Damage to the ER organelle and its subsequent impaired functionality may be involved in the process of aging, judging by increased ER-chaperone expression, preferential oxidation of ER-resident proteins, and altered calcium homeostasis (van der Vlies et al., 2003).
Old cells show a greater sensitivity to ER stress than young cells, suggesting a link between stress resistance and longevity (Li and Holbrook, 2004).
Experimental procedures increasing the life span of differentiated cells
Experimental procedures increasing the level of expression of various chaperones have been shown to increase cellular life span and resistance against apoptosis.

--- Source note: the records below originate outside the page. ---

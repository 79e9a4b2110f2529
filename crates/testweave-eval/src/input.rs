use std::fs;
use std::path::Path;

use serde_json::Value;

use testweave_core::DataRecord;

use crate::errors::{EvalError, Result};
use crate::model::ValidationContext;

/// Records from a JSON document: an array of objects, or an object holding
/// one under `records` or `dataRecords`.
pub fn records_from_value(value: Value) -> Result<Vec<DataRecord>> {
    let items = match value {
        Value::Array(items) => items,
        Value::Object(mut map) => match map.remove("records").or_else(|| map.remove("dataRecords")) {
            Some(Value::Array(items)) => items,
            _ => {
                return Err(EvalError::InvalidRecords(
                    "expected a `records` or `dataRecords` array".to_string(),
                ));
            }
        },
        _ => {
            return Err(EvalError::InvalidRecords(
                "expected an array of records".to_string(),
            ));
        }
    };

    items
        .into_iter()
        .enumerate()
        .map(|(index, item)| match item {
            Value::Object(record) => Ok(record),
            _ => Err(EvalError::InvalidRecords(format!(
                "record {index} is not an object"
            ))),
        })
        .collect()
}

pub fn read_records(path: &Path) -> Result<Vec<DataRecord>> {
    let raw = fs::read_to_string(path)?;
    records_from_value(serde_json::from_str(&raw)?)
}

pub fn read_context(path: &Path) -> Result<ValidationContext> {
    let raw = fs::read_to_string(path)?;
    match serde_json::from_str::<Value>(&raw)? {
        Value::Object(map) => ValidationContext::from_map(&map),
        _ => Err(EvalError::InvalidContext(
            "context document must be an object".to_string(),
        )),
    }
}

#[cfg(test)]
mod tests {
    use serde_json::json;

    use super::*;

    #[test]
    fn records_accept_arrays_and_wrapped_arrays() {
        assert_eq!(records_from_value(json!([{ "id": 1 }])).expect("array").len(), 1);
        assert_eq!(
            records_from_value(json!({ "dataRecords": [{ "id": 1 }, { "id": 2 }] }))
                .expect("wrapped")
                .len(),
            2
        );
        let err = records_from_value(json!([{ "id": 1 }, 7])).expect_err("scalar record");
        assert!(err.to_string().contains("record 1"));
        assert!(records_from_value(json!("nope")).is_err());
    }
}
use std::fmt;

use schemars::JsonSchema;
use serde::{Deserialize, Serialize};

/// How a rule value is interpreted against a record field.
#[derive(Debug, Clone, Copy, PartialEq, Eq, Hash, Serialize, Deserialize)]
#[serde(rename_all = "SCREAMING_SNAKE_CASE")]
pub enum RuleType {
    /// Field must be present and non-null.
    Required,
    /// Field must equal one of the comma-separated values.
    Enum,
    /// Numeric field within an inclusive `min-max` range.
    Range,
    Uuid,
    Email,
    Phone,
    Url,
    /// ISO-8601 date-time.
    Datetime,
    /// `IF <condition> THEN <condition>` or a bare condition.
    Conditional,
    /// `field = <arithmetic>`.
    Calculation,
    /// `a REQUIRES b`, `a EXCLUDES b` or a field-to-field condition.
    Relationship,
    /// Any rule type this engine does not evaluate.
    #[serde(other)]
    Unknown,
}

impl RuleType {
    pub fn name(self) -> &'static str {
        match self {
            RuleType::Required => "REQUIRED",
            RuleType::Enum => "ENUM",
            RuleType::Range => "RANGE",
            RuleType::Uuid => "UUID",
            RuleType::Email => "EMAIL",
            RuleType::Phone => "PHONE",
            RuleType::Url => "URL",
            RuleType::Datetime => "DATETIME",
            RuleType::Conditional => "CONDITIONAL",
            RuleType::Calculation => "CALCULATION",
            RuleType::Relationship => "RELATIONSHIP",
            RuleType::Unknown => "UNKNOWN",
        }
    }

    /// Format rules check the textual shape of a single value.
    pub fn is_format(self) -> bool {
        matches!(
            self,
            RuleType::Uuid | RuleType::Email | RuleType::Phone | RuleType::Url | RuleType::Datetime
        )
    }

    /// Expression rules evaluate a whole record.
    pub fn is_expression(self) -> bool {
        matches!(
            self,
            RuleType::Conditional | RuleType::Calculation | RuleType::Relationship
        )
    }
}

impl fmt::Display for RuleType {
    fn fmt(&self, f: &mut fmt::Formatter<'_>) -> fmt::Result {
        f.write_str(self.name())
    }
}

/// Where a rule came from.
#[derive(Debug, Clone, Copy, Default, PartialEq, Eq, Serialize, Deserialize, JsonSchema)]
#[serde(rename_all = "snake_case")]
pub enum RuleSource {
    Builtin,
    #[default]
    Custom,
}

/// Validation category a rule set feeds.
#[derive(Debug, Clone, Copy, PartialEq, Eq, Hash, Serialize, Deserialize, JsonSchema)]
#[serde(rename_all = "snake_case")]
pub enum RuleCategory {
    Bpmn,
    Api,
    Business,
}

/// A single validation rule.
///
/// Business rules are usually written as `{ruleName, ruleType, ruleExpression}`;
/// those names are accepted as aliases of `fieldName` and `ruleValue`.
#[derive(Debug, Clone, PartialEq, Serialize, Deserialize, JsonSchema)]
#[serde(rename_all = "camelCase")]
pub struct ValidationRule {
    /// Field the rule applies to, or the rule name for expression rules.
    #[serde(alias = "ruleName")]
    pub field_name: String,
    /// Rule type; unrecognized names are accepted and skipped by evaluation.
    #[schemars(with = "String")]
    pub rule_type: RuleType,
    /// Type-specific value: enum list, range, or rule expression.
    #[serde(default, alias = "ruleExpression")]
    pub rule_value: String,
    #[serde(default)]
    pub description: String,
    #[serde(default)]
    pub source: RuleSource,
}

impl ValidationRule {
    pub fn new(
        field_name: impl Into<String>,
        rule_type: RuleType,
        rule_value: impl Into<String>,
        description: impl Into<String>,
    ) -> Self {
        Self {
            field_name: field_name.into(),
            rule_type,
            rule_value: rule_value.into(),
            description: description.into(),
            source: RuleSource::Custom,
        }
    }

    pub(crate) fn builtin(mut self) -> Self {
        self.source = RuleSource::Builtin;
        self
    }

    /// `field:TYPE` label used in applied-rule listings.
    pub fn label(&self) -> String {
        format!("{}:{}", self.field_name, self.rule_type)
    }
}

/// Rule document grouping rules per validation category.
#[derive(Debug, Clone, Default, PartialEq, Serialize, Deserialize, JsonSchema)]
#[serde(rename_all = "camelCase")]
pub struct RuleSet {
    /// Rule document contract version.
    #[serde(default = "default_version")]
    pub version: String,
    #[serde(default)]
    pub bpmn_rules: Vec<ValidationRule>,
    #[serde(default)]
    pub api_rules: Vec<ValidationRule>,
    #[serde(default)]
    pub business_rules: Vec<ValidationRule>,
}

fn default_version() -> String {
    "1.0".to_string()
}

impl RuleSet {
    pub fn rules(&self, category: RuleCategory) -> &[ValidationRule] {
        match category {
            RuleCategory::Bpmn => &self.bpmn_rules,
            RuleCategory::Api => &self.api_rules,
            RuleCategory::Business => &self.business_rules,
        }
    }

    pub fn is_empty(&self) -> bool {
        self.bpmn_rules.is_empty() && self.api_rules.is_empty() && self.business_rules.is_empty()
    }
}

/// Parse an inclusive `min-max` range. The separator is the first `-` after
/// the leading character, so negative minimums parse.
pub fn parse_range(value: &str) -> Option<(f64, f64)> {
    let value = value.trim();
    let mut chars = value.char_indices();
    chars.next()?;
    let split = chars.find(|(_, c)| *c == '-').map(|(idx, _)| idx)?;
    let min = value[..split].trim().parse::<f64>().ok()?;
    let max = value[split + 1..].trim().parse::<f64>().ok()?;
    if min > max {
        return None;
    }
    Some((min, max))
}

/// Split a comma-separated enum value into trimmed, non-empty members.
pub fn parse_enum_values(value: &str) -> Vec<String> {
    value
        .split(',')
        .map(str::trim)
        .filter(|item| !item.is_empty())
        .map(str::to_string)
        .collect()
}

#[cfg(test)]
mod tests {
    use super::*;

    #[test]
    fn ranges_parse_with_negative_minimum() {
        assert_eq!(parse_range("1-5"), Some((1.0, 5.0)));
        assert_eq!(parse_range(" 18 - 120 "), Some((18.0, 120.0)));
        assert_eq!(parse_range("-5-10"), Some((-5.0, 10.0)));
        assert_eq!(parse_range("0.5-1.5"), Some((0.5, 1.5)));
        assert_eq!(parse_range("5-1"), None);
        assert_eq!(parse_range("five"), None);
        assert_eq!(parse_range(""), None);
    }

    #[test]
    fn enum_values_are_trimmed() {
        assert_eq!(
            parse_enum_values("ACTIVE, INACTIVE,,PENDING"),
            vec!["ACTIVE", "INACTIVE", "PENDING"]
        );
    }

    #[test]
    fn business_rule_aliases_and_unknown_types_parse() {
        let rule: ValidationRule = serde_json::from_value(serde_json::json!({
            "ruleName": "discount",
            "ruleType": "CONDITIONAL",
            "ruleExpression": "IF tier = 'gold' THEN discount >= 10"
        }))
        .expect("parse business rule");
        assert_eq!(rule.field_name, "discount");
        assert_eq!(rule.rule_type, RuleType::Conditional);
        assert!(rule.rule_value.starts_with("IF"));
        assert_eq!(rule.source, RuleSource::Custom);

        let unknown: ValidationRule = serde_json::from_value(serde_json::json!({
            "fieldName": "x",
            "ruleType": "CHECKSUM"
        }))
        .expect("parse unknown rule");
        assert_eq!(unknown.rule_type, RuleType::Unknown);
    }
}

Thus, intermittent mild heat stress (hormesis) increases the level of various chaperones and improves cellular resistance against noxious agents. Further, an in vitro model of caloric restriction (CR) demonstrates an increase in Hsp70 expression and cellular resistance obtained by cell culture in CR-sera, possibly contributing to the effect of CR on cellular longevity. Also, the anti-apoptotic effect of nitric oxide is associated with an increase in the expression of Hsp70 as well as of the RNA-chaperone p68. The anti-apoptotic effect of nicotine could possibly relate to activation of the heat shock factor (Krall, 2005).